The euro was steady at $1.1747 and the pound last bought $1.3463 on the last trading day of the year. Both are poised for their biggest yearly gains in eight years.
The dollar index , which measures the U.S. currency versus six other major units, was at 98.228, holding onto its overnight gains. The index has declined 9.5% in 2025 while the euro gained 13.5% and the pound surged 7.6%.
Prashant Newnaha, senior Asia-Pacific rates strategist at TD Securities, said the bearish dollar thesis for 2026 remains a well-subscribed view with “short dollars vs EUR and the AUD expected to perform”.
The greenback got a bit of a boost in the previous session after minutes of the Fed’s December meeting showed deep divisions among policymakers as they cut rates earlier this month.
Traders are pricing in two cuts for 2026, although the central bank itself has projected just one more next year.
Goldman Sachs strategists said the dollar probably will weaken next year against the backdrop of solid global growth, and rate cuts from the Fed with other central banks standing pat.
“But it is probably a much shallower move … greater concern around a labour market recession, deeper cuts or a sharp derating in U.S. tech exceptionalism could see a larger move lower,” they said in a note.

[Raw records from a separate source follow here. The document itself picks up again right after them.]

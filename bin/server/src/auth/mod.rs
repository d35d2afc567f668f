//! Authentication module for the SSO server.
//!
//! This module provides:
//! - The Google OAuth2 identity provider client
//! - Database-backed user and session stores
//! - Encrypted session cookie transport
//! - Authentication extractors and the `/api/auth` handlers
//!
//! # Authorization Model
//!
//! Only verified accounts of the allowed email domain can log in. The
//! session ID in the cookie refers to a `sessions` row; the row refers to
//! the user. Both are checked on every authenticated request.

pub mod cookies;
pub mod db;
pub mod google;
pub mod middleware;
pub mod routes;

use axum::extract::FromRef;
use axum_extra::extract::cookie::Key;
use mesika_sso_platform_access::{AuthFlow, SessionStore};

pub use google::GoogleClient;
pub use middleware::RequireAuth;
pub use routes::{callback, logout, sso, verify};

/// Shared application state.
#[derive(Clone)]
pub struct AppState {
    /// The login flow controller.
    pub flow: AuthFlow,
    /// Key the session cookie is encrypted with.
    pub cookie_key: Key,
    /// Whether cookies carry the Secure flag.
    pub secure_cookies: bool,
}

impl AppState {
    /// Creates a new application state.
    pub fn new(flow: AuthFlow, cookie_key: Key, secure_cookies: bool) -> Self {
        Self {
            flow,
            cookie_key,
            secure_cookies,
        }
    }
}

impl FromRef<AppState> for Key {
    fn from_ref(state: &AppState) -> Self {
        state.cookie_key.clone()
    }
}

/// Deletes expired sessions, logging the outcome.
pub async fn purge_expired_sessions(sessions: &dyn SessionStore) {
    match sessions.delete_expired().await {
        Ok(count) if count > 0 => {
            tracing::info!(deleted_sessions = count, "Cleaned up expired sessions");
        }
        Ok(_) => {}
        Err(e) => {
            tracing::warn!(error = %e, "Failed to cleanup expired sessions");
        }
    }
}

#[cfg(test)]
mod tests {
    use super::*;
    use chrono::Duration;
    use mesika_sso_platform_access::{AuthSession, InMemorySessionStore, SessionId};

    #[tokio::test]
    async fn purge_removes_expired_sessions() {
        let store = InMemorySessionStore::new();
        let live = AuthSession::pending(SessionId::generate(), "a".to_string(), Duration::hours(1));
        let dead =
            AuthSession::pending(SessionId::generate(), "b".to_string(), Duration::seconds(-1));
        store.create(&live).await.expect("create");
        store.create(&dead).await.expect("create");

        purge_expired_sessions(&store).await;

        assert_eq!(store.len().await, 1);
        assert!(store.find(live.id()).await.expect("find").is_some());
    }
}
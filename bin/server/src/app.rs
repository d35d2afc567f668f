//! HTTP router.

use axum::{
    Router,
    routing::{get, post},
};
use std::time::Duration;
use tower::ServiceBuilder;
use tower_http::{timeout::TimeoutLayer, trace::TraceLayer};

use crate::auth::{self, AppState};
use crate::pages;

/// Builds the application router.
///
/// Every request is traced and bounded by `request_timeout`; a request that
/// runs out of time is dropped, which cancels its outbound provider calls.
pub fn router(state: AppState, request_timeout: Duration) -> Router {
    Router::new()
        .route("/", get(pages::login_page))
        .route("/api/auth/sso", get(auth::sso))
        .route("/api/auth/callback", get(auth::callback))
        .route("/api/auth/verify", get(auth::verify))
        .route("/api/auth/logout", post(auth::logout))
        .layer(
            ServiceBuilder::new()
                .layer(TraceLayer::new_for_http())
                .layer(TimeoutLayer::new(request_timeout)),
        )
        .with_state(state)
}
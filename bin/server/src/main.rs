use mesika_sso_server::config::ServerConfig;
use std::process::ExitCode;
use tracing_subscriber::{layer::SubscriberExt, util::SubscriberInitExt};

#[tokio::main]
async fn main() -> ExitCode {
    tracing_subscriber::registry()
        .with(
            tracing_subscriber::EnvFilter::try_from_default_env()
                .unwrap_or_else(|_| "info,tower_http=debug".into()),
        )
        .with(tracing_subscriber::fmt::layer())
        .init();

    // Load configuration from file and environment
    let config = match ServerConfig::load() {
        Ok(config) => config,
        Err(e) => {
            tracing::error!(error = %e, "failed to load configuration");
            return ExitCode::FAILURE;
        }
    };
    tracing::info!("Loaded configuration");

    match mesika_sso_server::run(config).await {
        Ok(()) => ExitCode::SUCCESS,
        Err(report) => {
            tracing::error!(error = %report, "server failed");
            ExitCode::FAILURE
        }
    }
}
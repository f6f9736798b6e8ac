//! mg-attach - collect must-gather output and attach it to a Bugzilla bug.
//!
//! The run, in order:
//! - confirm the bug exists (skipped with `--no-upload`)
//! - run `oc adm must-gather` into a fresh directory (skipped with `--from-dir`)
//! - trim oversized logs by line count or time window
//! - write a time-stamped `.tar.gz` and restore the trimmed originals
//! - upload the archive, re-prompting on bad credentials or bug ids

use clap::{Args, Parser};
use mg_core::config::{load_config, ConfigOptions, ConfigOverrides};
use mg_core::exit_codes::ExitCode;
use mg_core::logging::{
    event_names, generate_run_id, init_logging, LogConfig, LogFormat, LogLevel, Stage,
};
use mg_core::pipeline::{Pipeline, PipelineOptions};
use mg_trim::RunClock;
use mg_upload::{BugzillaClient, TerminalPrompter, UploadOutcome};
use std::path::PathBuf;
use tracing::{debug, error, info, info_span, warn};

/// Sends the result of must-gather to Bugzilla.
#[derive(Parser, Debug)]
#[command(name = "mg-attach")]
#[command(author, version, about, long_about = None)]
struct Cli {
    /// The ID of the bug in Bugzilla
    #[arg(value_name = "BUG_ID", value_parser = clap::value_parser!(u64).range(1..))]
    bug_id: u64,

    /// The image to use for must-gather
    #[arg(long)]
    image: Option<String>,

    /// API key instead of username and password (disables retry prompts)
    #[arg(long, env = "BUGZILLA_API_KEY", hide_env_values = true)]
    api_key: Option<String>,

    /// Keep only the last DURATION of timestamped logs (e.g. 90m, 6h, 2d)
    #[arg(long, value_name = "DURATION")]
    since: Option<String>,

    /// Maximum number of lines kept per file
    #[arg(long, value_name = "N")]
    max_lines: Option<usize>,

    /// Directory the collector writes into
    #[arg(long, value_name = "DIR")]
    dest_dir: Option<PathBuf>,

    /// Package an existing collection instead of running must-gather
    #[arg(long, value_name = "DIR", conflicts_with_all = ["dest_dir", "image"])]
    from_dir: Option<PathBuf>,

    /// Stop after the archive is written
    #[arg(long)]
    no_upload: bool,

    /// Bugzilla base URL
    #[arg(long, value_name = "URL")]
    bugzilla_url: Option<String>,

    /// Config file path
    #[arg(long, value_name = "PATH")]
    config: Option<PathBuf>,

    #[command(flatten)]
    log: LogOpts,
}

/// Logging options
#[derive(Args, Debug)]
struct LogOpts {
    /// Increase verbosity (-v, -vv)
    #[arg(short, long, action = clap::ArgAction::Count)]
    verbose: u8,

    /// Only log errors
    #[arg(short, long, conflicts_with = "verbose")]
    quiet: bool,

    /// Log output format
    #[arg(long, value_name = "FORMAT", value_parser = ["human", "jsonl"])]
    log_format: Option<String>,
}

// ============================================================================
// Main entry point
// ============================================================================

fn main() {
    let cli = match Cli::try_parse() {
        Ok(cli) => cli,
        Err(e) => {
            let code = match e.kind() {
                clap::error::ErrorKind::DisplayHelp | clap::error::ErrorKind::DisplayVersion => {
                    ExitCode::Ok
                }
                _ => ExitCode::ArgsError,
            };
            let _ = e.print();
            std::process::exit(code.as_i32());
        }
    };

    let log_level = if cli.log.quiet {
        Some(LogLevel::Error)
    } else {
        match cli.log.verbose {
            0 => None,
            1 => Some(LogLevel::Debug),
            _ => Some(LogLevel::Trace),
        }
    };
    let log_format = cli
        .log
        .log_format
        .as_deref()
        .and_then(|f| f.parse::<LogFormat>().ok());
    init_logging(&LogConfig::from_env(log_level, log_format));

    let exit_code = run(cli);
    std::process::exit(exit_code.as_i32());
}

fn run(cli: Cli) -> ExitCode {
    let run_id = generate_run_id();
    let run_span = info_span!("run", run_id = %run_id);
    let _run = run_span.enter();
    info!(
        event = event_names::RUN_STARTED,
        bug_id = cli.bug_id,
        version = env!("CARGO_PKG_VERSION"),
        "Starting mg-attach"
    );

    let init = info_span!("stage", stage = %Stage::Init).entered();
    let overrides = ConfigOverrides {
        bugzilla_url: cli.bugzilla_url.clone(),
        image: cli.image.clone(),
        dest_dir: cli.dest_dir.clone(),
        max_lines: cli.max_lines,
        since: cli.since.clone(),
    };
    let options = ConfigOptions {
        config_path: cli.config.clone(),
    };
    let resolved = match load_config(&options, &overrides) {
        Ok(resolved) => resolved,
        Err(e) => {
            eprintln!("mg-attach: {}", e);
            return ExitCode::ConfigError;
        }
    };
    match resolved.source.path() {
        Some(path) => info!(event = event_names::CONFIG_LOADED, path = %path.display(), "Config loaded"),
        None => debug!(event = event_names::CONFIG_DEFAULT_USED, "Using default config"),
    }

    let work_dir = match std::env::current_dir() {
        Ok(dir) => dir,
        Err(e) => {
            error!(
                event = event_names::INTERNAL_ERROR,
                error = %e,
                "Cannot determine working directory"
            );
            eprintln!("mg-attach: cannot determine working directory: {}", e);
            return ExitCode::InternalError;
        }
    };
    drop(init);

    let clock = RunClock::capture();
    let client = BugzillaClient::new(resolved.config.bugzilla_url.clone());
    let mut prompter = TerminalPrompter::new();
    let options = PipelineOptions::new(cli.bug_id, resolved.config)
        .with_api_key(cli.api_key)
        .with_from_dir(cli.from_dir)
        .with_no_upload(cli.no_upload)
        .with_work_dir(work_dir);

    match Pipeline::new(options, clock, &client, &mut prompter).run() {
        Ok(summary) => {
            println!("{}", summary.archive.path.display());
            match &summary.upload {
                Some(UploadOutcome::Attached { bug_id, .. }) => println!("{}", bug_id),
                Some(UploadOutcome::Aborted { reason, .. }) => {
                    warn!(reason = %reason, "Upload aborted; archive kept")
                }
                None => {}
            }
            let code = summary.exit_code();
            info!(event = event_names::RUN_FINISHED, exit = %code, "Done");
            code
        }
        Err(e) => {
            let code = e.exit_code();
            if code.is_internal_error() {
                error!(event = event_names::RUN_FINISHED, exit = %code, error = %e, "Run failed");
            } else {
                warn!(event = event_names::RUN_FINISHED, exit = %code, error = %e, "Run failed");
            }
            eprintln!("mg-attach: {}", e);
            code
        }
    }
}
//! Semantic validation for configuration files.
//!
//! A config that deserializes can still be unusable: a zero line cap, a
//! malformed duration, or a regex that does not compile. These are caught here
//! before any collection work starts.

use chrono::format::{Item, StrftimeItems};
use chrono::TimeDelta;
use regex::Regex;
use std::path::{Component, Path, PathBuf};
use thiserror::Error;

use super::Config;

/// Errors that can occur during semantic validation.
#[derive(Debug, Error)]
pub enum ValidationError {
    #[error("max_lines must be at least 1")]
    ZeroMaxLines,

    #[error("{field} must not be empty")]
    Empty { field: &'static str },

    #[error("invalid duration {value:?}: {reason}")]
    InvalidDuration { value: String, reason: String },

    #[error("invalid regex {pattern:?} in {field}: {source}")]
    InvalidPattern {
        field: String,
        pattern: String,
        #[source]
        source: regex::Error,
    },

    #[error("invalid time format {format:?} in {field}")]
    InvalidTimeFormat { field: String, format: String },

    #[error("dest_dir {} must be a relative path below the working directory", .path.display())]
    InvalidDestDir { path: PathBuf },
}

/// Parse a duration like `90m`, `6h`, `2d` or plain seconds.
pub fn parse_duration(value: &str) -> Result<TimeDelta, ValidationError> {
    let invalid = |reason: &str| ValidationError::InvalidDuration {
        value: value.to_string(),
        reason: reason.to_string(),
    };

    let text = value.trim();
    let split = text
        .find(|c: char| !c.is_ascii_digit())
        .unwrap_or(text.len());
    let (digits, unit) = text.split_at(split);
    if digits.is_empty() {
        return Err(invalid("expected a number followed by s, m, h or d"));
    }
    let amount: i64 = digits.parse().map_err(|_| invalid("number out of range"))?;
    let unit_seconds = match unit {
        "" | "s" => 1,
        "m" => 60,
        "h" => 3_600,
        "d" => 86_400,
        _ => return Err(invalid("unknown unit, expected s, m, h or d")),
    };
    if amount == 0 {
        return Err(invalid("duration must be greater than zero"));
    }

    amount
        .checked_mul(unit_seconds)
        .and_then(TimeDelta::try_seconds)
        .ok_or_else(|| invalid("duration out of range"))
}

fn check_pattern(field: String, pattern: &str) -> Result<(), ValidationError> {
    Regex::new(pattern)
        .map(|_| ())
        .map_err(|source| ValidationError::InvalidPattern {
            field,
            pattern: pattern.to_string(),
            source,
        })
}

fn check_time_format(field: String, format: &str) -> Result<(), ValidationError> {
    if format.is_empty() || StrftimeItems::new(format).any(|item| matches!(item, Item::Error)) {
        return Err(ValidationError::InvalidTimeFormat {
            field,
            format: format.to_string(),
        });
    }
    Ok(())
}

/// Check that `dest_dir` names a directory strictly below the working
/// directory. The collector step removes it before each run.
pub fn validate_dest_dir(dest_dir: &Path) -> Result<(), ValidationError> {
    let mut components = dest_dir.components().peekable();
    let below = components.peek().is_some()
        && components.all(|c| matches!(c, Component::Normal(_)));
    if !below {
        return Err(ValidationError::InvalidDestDir {
            path: dest_dir.to_path_buf(),
        });
    }
    Ok(())
}

/// Validate a config after overrides have been applied.
pub fn validate_config(config: &Config) -> Result<(), ValidationError> {
    if config.max_lines == 0 {
        return Err(ValidationError::ZeroMaxLines);
    }
    if config.image.trim().is_empty() {
        return Err(ValidationError::Empty { field: "image" });
    }
    if config.bugzilla_url.trim().is_empty() {
        return Err(ValidationError::Empty {
            field: "bugzilla_url",
        });
    }
    if config.archive_base.trim().is_empty() {
        return Err(ValidationError::Empty {
            field: "archive_base",
        });
    }
    if config.collector.trim().is_empty() {
        return Err(ValidationError::Empty { field: "collector" });
    }
    validate_dest_dir(&config.dest_dir)?;
    if let Some(since) = &config.since {
        parse_duration(since)?;
    }

    for (i, pattern) in config.ignore_patterns.iter().enumerate() {
        check_pattern(format!("ignore_patterns[{}]", i), pattern)?;
    }
    for (i, rule) in config.rules.iter().enumerate() {
        check_pattern(format!("rules[{}].path_pattern", i), &rule.path_pattern)?;
        if let Some(pattern) = &rule.line_pattern {
            check_pattern(format!("rules[{}].line_pattern", i), pattern)?;
        }
        if let Some(format) = &rule.time_format {
            check_time_format(format!("rules[{}].time_format", i), format)?;
        }
    }
    Ok(())
}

The dollar’s weakness in 2025 has helped push many of the major currencies as well as emerging markets to strong gains for the year.
China’s yuan broke through the key psychological level of seven to the dollar on Tuesday for the first time in 2-1/2 years, defying weaker central bank guidance. The currency is on course for a 4% increase in the year, its sharpest gain since 2020.
Fragile Yen The Outlier
The Japanese yen is one of the few currencies that failed to take advantage of the soft dollar in 2025, broadly flat for the year even as the Bank of Japan raised rates twice during the period, once in January and another earlier this month.
On Wednesday, the yen was steady at 156.35 per U.S. dollar, slowly grinding away from the levels that brought intervention worries and severe jawboning from officials in Tokyo.
Investors have been disappointed with the slow and cautious pace of monetary tightening, with the significant long yen position in April completely reversing by the end of the year.
As 2026 unfolds we suspect that the conditions for a retracement back lower in dollar-yen should materialise, said MUFG strategists. “The lower U.S. yields go, the greater the chance that the yen could see its safe-haven status revived.”
“If momentum turns, expectations will slowly start to shift, leading to behavioural changes and greater appetite for buying the yen,” they said, forecasting the yen to trade at 146 per U.S. dollar by the fourth quarter of 2026.
The risk-sensitive Australian dollar last fetched $0.66965, poised for an over 8% surge in the year, its best year since 2020. The New Zealand dollar eased a bit to $0.57875 but was set for a 3.4% rise in the year, snapping a four-year losing streak.